Work order:
Scan the records below for the string "EncodingKey" and return every line where it appears.

[Stored dataset items]

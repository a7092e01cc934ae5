use axum::extract::FromRef;
use jsonwebtoken::{decode, encode, errors::ErrorKind, DecodingKey, EncodingKey, Header, Validation};
use serde::{Deserialize, Serialize};
use thiserror::Error;
use time::{Duration, OffsetDateTime};
use tracing::debug;
use uuid::Uuid;

use crate::auth::repo_types::{Role, User};
use crate::config::JwtConfig;
use crate::state::AppState;

/// Verification failures are distinguished so callers can return precise
/// client guidance.
#[derive(Debug, Error, PartialEq, Eq)]
pub enum TokenError {
    #[error("token expired")]
    Expired,
    #[error("invalid token")]
    Invalid,
}

/// Signing payload carried by both access and refresh tokens.
#[derive(Debug, Clone, Serialize, Deserialize)]
pub struct Claims {
    pub sub: Uuid,
    pub email: String,
    pub role: Role,
    pub iat: i64,
    pub exp: i64,
}

/// One signing context: its own key pair and lifetime. Access and refresh
/// are two independent contexts rather than one keyed by a string, so a
/// token can never be accepted by the wrong verifier.
#[derive(Clone)]
struct SigningContext {
    encoding: EncodingKey,
    decoding: DecodingKey,
    ttl: Duration,
}

impl SigningContext {
    fn new(secret: &str, ttl: Duration) -> Self {
        Self {
            encoding: EncodingKey::from_secret(secret.as_bytes()),
            decoding: DecodingKey::from_secret(secret.as_bytes()),
            ttl,
        }
    }

    fn sign(&self, user: &User) -> anyhow::Result<String> {
        let now = OffsetDateTime::now_utc();
        let claims = Claims {
            sub: user.id,
            email: user.email.clone(),
            role: user.role,
            iat: now.unix_timestamp(),
            exp: (now + self.ttl).unix_timestamp(),
        };
        let token = encode(&Header::default(), &claims, &self.encoding)?;
        Ok(token)
    }

    fn verify(&self, token: &str) -> Result<Claims, TokenError> {
        decode::<Claims>(token, &self.decoding, &Validation::default())
            .map(|data| data.claims)
            .map_err(|e| match e.kind() {
                ErrorKind::ExpiredSignature => TokenError::Expired,
                _ => TokenError::Invalid,
            })
    }
}

#[derive(Clone)]
pub struct JwtKeys {
    access: SigningContext,
    refresh: SigningContext,
}

impl JwtKeys {
    pub fn from_config(config: &JwtConfig) -> Self {
        Self {
            access: SigningContext::new(
                &config.access_secret,
                Duration::minutes(config.access_ttl_minutes),
            ),
            refresh: SigningContext::new(
                &config.refresh_secret,
                Duration::days(config.refresh_ttl_days),
            ),
        }
    }

    pub fn sign_access(&self, user: &User) -> anyhow::Result<String> {
        let token = self.access.sign(user)?;
        debug!(user_id = %user.id, "access token signed");
        Ok(token)
    }

    pub fn sign_refresh(&self, user: &User) -> anyhow::Result<String> {
        let token = self.refresh.sign(user)?;
        debug!(user_id = %user.id, "refresh token signed");
        Ok(token)
    }

    pub fn verify_access(&self, token: &str) -> Result<Claims, TokenError> {
        self.access.verify(token)
    }

    pub fn verify_refresh(&self, token: &str) -> Result<Claims, TokenError> {
        self.refresh.verify(token)
    }
}

impl FromRef<AppState> for JwtKeys {
    fn from_ref(state: &AppState) -> Self {
        Self::from_config(&state.config.jwt)
    }
}

#[cfg(test)]
mod tests {
    use super::*;
    use time::OffsetDateTime;

    fn make_user(role: Role) -> User {
        User {
            id: Uuid::new_v4(),
            email: "a@x.com".into(),
            phone_number: None,
            password_hash: None,
            first_name: None,
            last_name: None,
            role,
            is_verified: true,
            verification_token: None,
            reset_code: None,
            reset_code_expires: None,
            oauth_provider: None,
            oauth_provider_id: None,
            created_at: OffsetDateTime::now_utc(),
            updated_at: OffsetDateTime::now_utc(),
        }
    }

    fn make_keys() -> JwtKeys {
        JwtKeys::from_config(&JwtConfig {
            access_secret: "test-access-secret".into(),
            refresh_secret: "test-refresh-secret".into(),
            access_ttl_minutes: 5,
            refresh_ttl_days: 7,
        })
    }

    #[test]
    fn sign_and_verify_access_token() {
        let keys = make_keys();
        let user = make_user(Role::Premium);
        let token = keys.sign_access(&user).expect("sign access");
        let claims = keys.verify_access(&token).expect("verify access");
        assert_eq!(claims.sub, user.id);
        assert_eq!(claims.email, "a@x.com");
        assert_eq!(claims.role, Role::Premium);
    }

    #[test]
    fn sign_and_verify_refresh_token() {
        let keys = make_keys();
        let user = make_user(Role::User);
        let token = keys.sign_refresh(&user).expect("sign refresh");
        let claims = keys.verify_refresh(&token).expect("verify refresh");
        assert_eq!(claims.sub, user.id);
    }

    #[test]
    fn access_token_is_rejected_by_refresh_context() {
        let keys = make_keys();
        let token = keys.sign_access(&make_user(Role::User)).expect("sign access");
        assert_eq!(keys.verify_refresh(&token).unwrap_err(), TokenError::Invalid);
    }

    #[test]
    fn refresh_token_is_rejected_by_access_context() {
        let keys = make_keys();
        let token = keys.sign_refresh(&make_user(Role::User)).expect("sign refresh");
        assert_eq!(keys.verify_access(&token).unwrap_err(), TokenError::Invalid);
    }

    #[test]
    fn expired_token_is_reported_as_expired() {
        // jsonwebtoken applies 60s of leeway, so push expiry well past it.
        let keys = JwtKeys::from_config(&JwtConfig {
            access_secret: "test-access-secret".into(),
            refresh_secret: "test-refresh-secret".into(),
            access_ttl_minutes: -5,
            refresh_ttl_days: 7,
        });
        let token = keys.sign_access(&make_user(Role::User)).expect("sign access");
        assert_eq!(keys.verify_access(&token).unwrap_err(), TokenError::Expired);
    }

    #[test]
    fn garbage_token_is_invalid() {
        let keys = make_keys();
        assert_eq!(
            keys.verify_access("not-a-jwt").unwrap_err(),
            TokenError::Invalid
        );
    }
}
use axum::{
    async_trait,
    extract::{FromRef, FromRequestParts},
    http::request::Parts,
};
use tracing::warn;

use crate::auth::jwt::{Claims, JwtKeys, TokenError};
use crate::auth::repo_types::Role;
use crate::error::AppError;

/// Extract a token from the request: bearer header, then cookie, then
/// query parameter, in that precedence order.
pub(crate) fn token_from_parts(parts: &Parts) -> Option<String> {
    if let Some(auth) = parts
        .headers
        .get(axum::http::header::AUTHORIZATION)
        .and_then(|v| v.to_str().ok())
    {
        if let Some(token) = auth
            .strip_prefix("Bearer ")
            .or_else(|| auth.strip_prefix("bearer "))
        {
            return Some(token.trim().to_string());
        }
    }

    if let Some(cookies) = parts
        .headers
        .get(axum::http::header::COOKIE)
        .and_then(|v| v.to_str().ok())
    {
        for pair in cookies.split(';') {
            if let Some(value) = pair.trim().strip_prefix("token=") {
                if !value.is_empty() {
                    return Some(value.to_string());
                }
            }
        }
    }

    if let Some(query) = parts.uri.query() {
        for pair in query.split('&') {
            if let Some(value) = pair.strip_prefix("token=") {
                if !value.is_empty() {
                    return Some(value.to_string());
                }
            }
        }
    }

    None
}

fn verify(keys: &JwtKeys, token: &str) -> Result<Claims, AppError> {
    keys.verify_access(token).map_err(|e| match e {
        TokenError::Expired => {
            warn!("expired access token");
            AppError::Unauthorized("session expired, please log in again".into())
        }
        TokenError::Invalid => {
            warn!("invalid access token");
            AppError::Unauthorized("invalid authentication token".into())
        }
    })
}

/// Authenticated caller.
pub struct AuthUser(pub Claims);

#[async_trait]
impl<S> FromRequestParts<S> for AuthUser
where
    S: Send + Sync,
    JwtKeys: FromRef<S>,
{
    type Rejection = AppError;

    async fn from_request_parts(parts: &mut Parts, state: &S) -> Result<Self, Self::Rejection> {
        let token = token_from_parts(parts)
            .ok_or_else(|| AppError::Unauthorized("authentication required".into()))?;
        let keys = JwtKeys::from_ref(state);
        Ok(AuthUser(verify(&keys, &token)?))
    }
}

/// Authenticated caller with the admin role.
#[derive(Debug)]
pub struct AdminUser(pub Claims);

#[async_trait]
impl<S> FromRequestParts<S> for AdminUser
where
    S: Send + Sync,
    JwtKeys: FromRef<S>,
{
    type Rejection = AppError;

    async fn from_request_parts(parts: &mut Parts, state: &S) -> Result<Self, Self::Rejection> {
        let AuthUser(claims) = AuthUser::from_request_parts(parts, state).await?;
        if claims.role != Role::Admin {
            warn!(user_id = %claims.sub, role = claims.role.as_str(), "admin access denied");
            return Err(AppError::Forbidden("insufficient permissions".into()));
        }
        Ok(AdminUser(claims))
    }
}

/// Optional caller for the public read surface: a missing or invalid token
/// yields an anonymous caller rather than a rejection.
pub struct MaybeUser(pub Option<Claims>);

#[async_trait]
impl<S> FromRequestParts<S> for MaybeUser
where
    S: Send + Sync,
    JwtKeys: FromRef<S>,
{
    type Rejection = std::convert::Infallible;

    async fn from_request_parts(parts: &mut Parts, state: &S) -> Result<Self, Self::Rejection> {
        let keys = JwtKeys::from_ref(state);
        let claims =
            token_from_parts(parts).and_then(|token| keys.verify_access(&token).ok());
        Ok(MaybeUser(claims))
    }
}

#[cfg(test)]
mod tests {
    use super::*;
    use axum::http::Request;

    fn parts_for(uri: &str, headers: &[(&str, &str)]) -> Parts {
        let mut builder = Request::builder().uri(uri);
        for (name, value) in headers {
            builder = builder.header(*name, *value);
        }
        let (parts, _) = builder.body(()).unwrap().into_parts();
        parts
    }

    #[test]
    fn bearer_header_wins_over_cookie_and_query() {
        let parts = parts_for(
            "/profile?token=from-query",
            &[
                ("authorization", "Bearer from-header"),
                ("cookie", "token=from-cookie"),
            ],
        );
        assert_eq!(token_from_parts(&parts).as_deref(), Some("from-header"));
    }

    #[test]
    fn cookie_wins_over_query() {
        let parts = parts_for(
            "/profile?token=from-query",
            &[("cookie", "session=abc; token=from-cookie")],
        );
        assert_eq!(token_from_parts(&parts).as_deref(), Some("from-cookie"));
    }

    #[test]
    fn query_is_the_last_resort() {
        let parts = parts_for("/profile?other=1&token=from-query", &[]);
        assert_eq!(token_from_parts(&parts).as_deref(), Some("from-query"));
    }

    #[test]
    fn no_token_yields_none() {
        let parts = parts_for("/profile", &[("cookie", "session=abc")]);
        assert_eq!(token_from_parts(&parts), None);
    }

    fn make_user(role: Role) -> crate::auth::repo_types::User {
        use time::OffsetDateTime;
        crate::auth::repo_types::User {
            id: uuid::Uuid::new_v4(),
            email: "a@x.com".into(),
            phone_number: None,
            password_hash: None,
            first_name: None,
            last_name: None,
            role,
            is_verified: true,
            verification_token: None,
            reset_code: None,
            reset_code_expires: None,
            oauth_provider: None,
            oauth_provider_id: None,
            created_at: OffsetDateTime::now_utc(),
            updated_at: OffsetDateTime::now_utc(),
        }
    }

    #[tokio::test]
    async fn auth_user_accepts_a_signed_access_token() {
        let state = crate::state::AppState::fake();
        let keys = JwtKeys::from_ref(&state);
        let user = make_user(Role::User);
        let token = keys.sign_access(&user).expect("sign access");

        let header = format!("Bearer {token}");
        let mut parts = parts_for("/profile", &[("authorization", header.as_str())]);
        let AuthUser(claims) = AuthUser::from_request_parts(&mut parts, &state)
            .await
            .expect("extractor should accept the token");
        assert_eq!(claims.sub, user.id);
    }

    #[tokio::test]
    async fn admin_user_rejects_non_admin_callers() {
        let state = crate::state::AppState::fake();
        let keys = JwtKeys::from_ref(&state);
        let token = keys.sign_access(&make_user(Role::Premium)).expect("sign access");

        let header = format!("Bearer {token}");
        let mut parts = parts_for("/admin/stats", &[("authorization", header.as_str())]);
        let err = AdminUser::from_request_parts(&mut parts, &state)
            .await
            .expect_err("premium caller is not an admin");
        assert!(matches!(err, AppError::Forbidden(_)));
    }

    #[tokio::test]
    async fn maybe_user_is_anonymous_on_garbage_tokens() {
        let state = crate::state::AppState::fake();
        let mut parts = parts_for("/trips/abc", &[("authorization", "Bearer not-a-jwt")]);
        let MaybeUser(claims) = MaybeUser::from_request_parts(&mut parts, &state)
            .await
            .expect("maybe-user never rejects");
        assert!(claims.is_none());
    }
}
#[instrument(skip(state, payload))]
pub async fn login(
    State(state): State<AppState>,
    Json(mut payload): Json<LoginRequest>,
) -> Result<Json<AuthResponse>, AppError> {
    payload.email = payload.email.trim().to_string();

    let user = User::find_by_email(&state.db, &payload.email).await?;

    // Verify against a dummy hash when there is nothing to compare with, so
    // the failure path takes the same amount of work either way.
    let ok = match user.as_ref().and_then(|u| u.password_hash.as_deref()) {
        Some(hash) => password::verify_password(&payload.password, hash)?,
        None => {
            let _ = password::verify_password(&payload.password, &password::DUMMY_HASH);
            false
        }
    };

    let Some(user) = user.filter(|_| ok) else {
        warn!(email = %payload.email, "login with invalid credentials");
        return Err(AppError::Unauthorized("invalid email or password".into()));
    };

    if !user.is_verified {
        return Err(AppError::Forbidden(
            "please confirm your email address before logging in".into(),
        ));
    }

    let keys = JwtKeys::from_ref(&state);
    let tokens = issue_pair(&keys, &user)?;

    info!(user_id = %user.id, email = %user.email, "user logged in");
    Ok(Json(AuthResponse {
        message: "login successful".into(),
        user: PublicUser::from(&user),
        tokens,
    }))
}

/// Stateless logout: tokens are not revoked server-side, only the session
/// cookie is cleared when one was sent.
#[instrument(skip_all)]
pub async fn logout(headers: HeaderMap) -> (HeaderMap, Json<GenericMessage>) {
    let mut response_headers = HeaderMap::new();

    let has_cookie = headers
        .get(axum::http::header::COOKIE)
        .and_then(|v| v.to_str().ok())
        .map(|c| c.split(';').any(|p| p.trim().starts_with("token=")))
        .unwrap_or(false);

    if has_cookie {
        response_headers.insert(
            axum::http::header::SET_COOKIE,
            "token=; Max-Age=0; Path=/; HttpOnly".parse().unwrap(),
        );
    }

    (
        response_headers,
        Json(GenericMessage {
            message: "logged out".into(),
        }),
    )
}

#[instrument(skip_all)]
pub async fn verify_token(
    State(state): State<AppState>,
    Query(query): Query<VerifyTokenRequest>,
    headers: HeaderMap,
    body: Option<Json<VerifyTokenRequest>>,
) -> Result<(StatusCode, Json<VerifyTokenResponse>), AppError> {
    let token = body
        .and_then(|Json(b)| b.token)
        .or(query.token)
        .or_else(|| {
            headers
                .get("x-access-token")
                .and_then(|v| v.to_str().ok())
                .map(str::to_string)
        })
        .ok_or_else(|| AppError::Validation("token is required".into()))?;

    let keys = JwtKeys::from_ref(&state);
    match keys.verify_access(&token) {
        Ok(claims) => Ok((
            StatusCode::OK,
            Json(VerifyTokenResponse {
                valid: true,
                user: Some(TokenIdentity {
                    id: claims.sub,
                    email: claims.email,
                    role: claims.role,
                }),
                message: None,
            }),
        )),
        Err(_) => Ok((
            StatusCode::UNAUTHORIZED,
            Json(VerifyTokenResponse {
                valid: false,
                user: None,
                message: Some("invalid or expired token".into()),
            }),
        )),
    }
}

#[instrument(skip(state, payload))]
pub async fn refresh_token(
    State(state): State<AppState>,
    Json(payload): Json<RefreshRequest>,
) -> Result<Json<TokenPair>, AppError> {
    let keys = JwtKeys::from_ref(&state);
    let claims = keys
        .verify_refresh(&payload.refresh_token)
        .map_err(|e| match e {
            TokenError::Expired => AppError::Unauthorized("refresh token expired".into()),
            TokenError::Invalid => AppError::Unauthorized("invalid refresh token".into()),
        })?;

    let user = User::find_by_id(&state.db, claims.sub)
        .await?
        .ok_or_else(|| AppError::Unauthorized("user not found".into()))?;

    // Rotation: a brand-new pair minted from current persisted state.
    Ok(Json(issue_pair(&keys, &user)?))
}

#[instrument(skip(state, payload))]
pub async fn verify_account(
    State(state): State<AppState>,
    Json(payload): Json<VerifyAccountRequest>,
) -> Result<Json<AccountResponse>, AppError> {
    let user = User::find_by_verification_token(&state.db, &payload.token)
        .await?
        .ok_or_else(|| AppError::InvalidOrExpiredToken("invalid verification token".into()))?;

    let now = OffsetDateTime::now_utc();
    if verification_token_expired(user.created_at, now) {
        return Err(AppError::InvalidOrExpiredToken(
            "verification token expired".into(),
        ));
    }

    if user.is_verified {
        // Idempotent: a repeat call succeeds without touching the record.
        warn!(user_id = %user.id, email = %user.email, "verification of an already verified account");
        return Ok(Json(AccountResponse {
            message: "account already verified".into(),
            user: PublicUser::from(&user),
        }));
    }

    state.notifier.cancel_pending_emails(&user.email);
    User::mark_verified(&state.db, user.id).await?;

    info!(user_id = %user.id, email = %user.email, "account verified");
    let mut user = user;
    user.is_verified = true;
    user.verification_token = None;
    Ok(Json(AccountResponse {
        message: "account verified".into(),
        user: PublicUser::from(&user),
    }))
}
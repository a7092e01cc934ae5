use crate::state::AppState;
use axum::Router;

mod dto;
pub mod extractors;
pub mod handlers;
pub mod jwt;
mod notify;
pub mod password;
pub mod repo;
pub mod repo_types;

pub fn router() -> Router<AppState> {
    handlers::auth_routes()
}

Worked solution:
use jsonwebtoken::{decode, encode, errors::ErrorKind, DecodingKey, EncodingKey, Header, Validation};
    encoding: EncodingKey,
            encoding: EncodingKey::from_secret(secret.as_bytes()),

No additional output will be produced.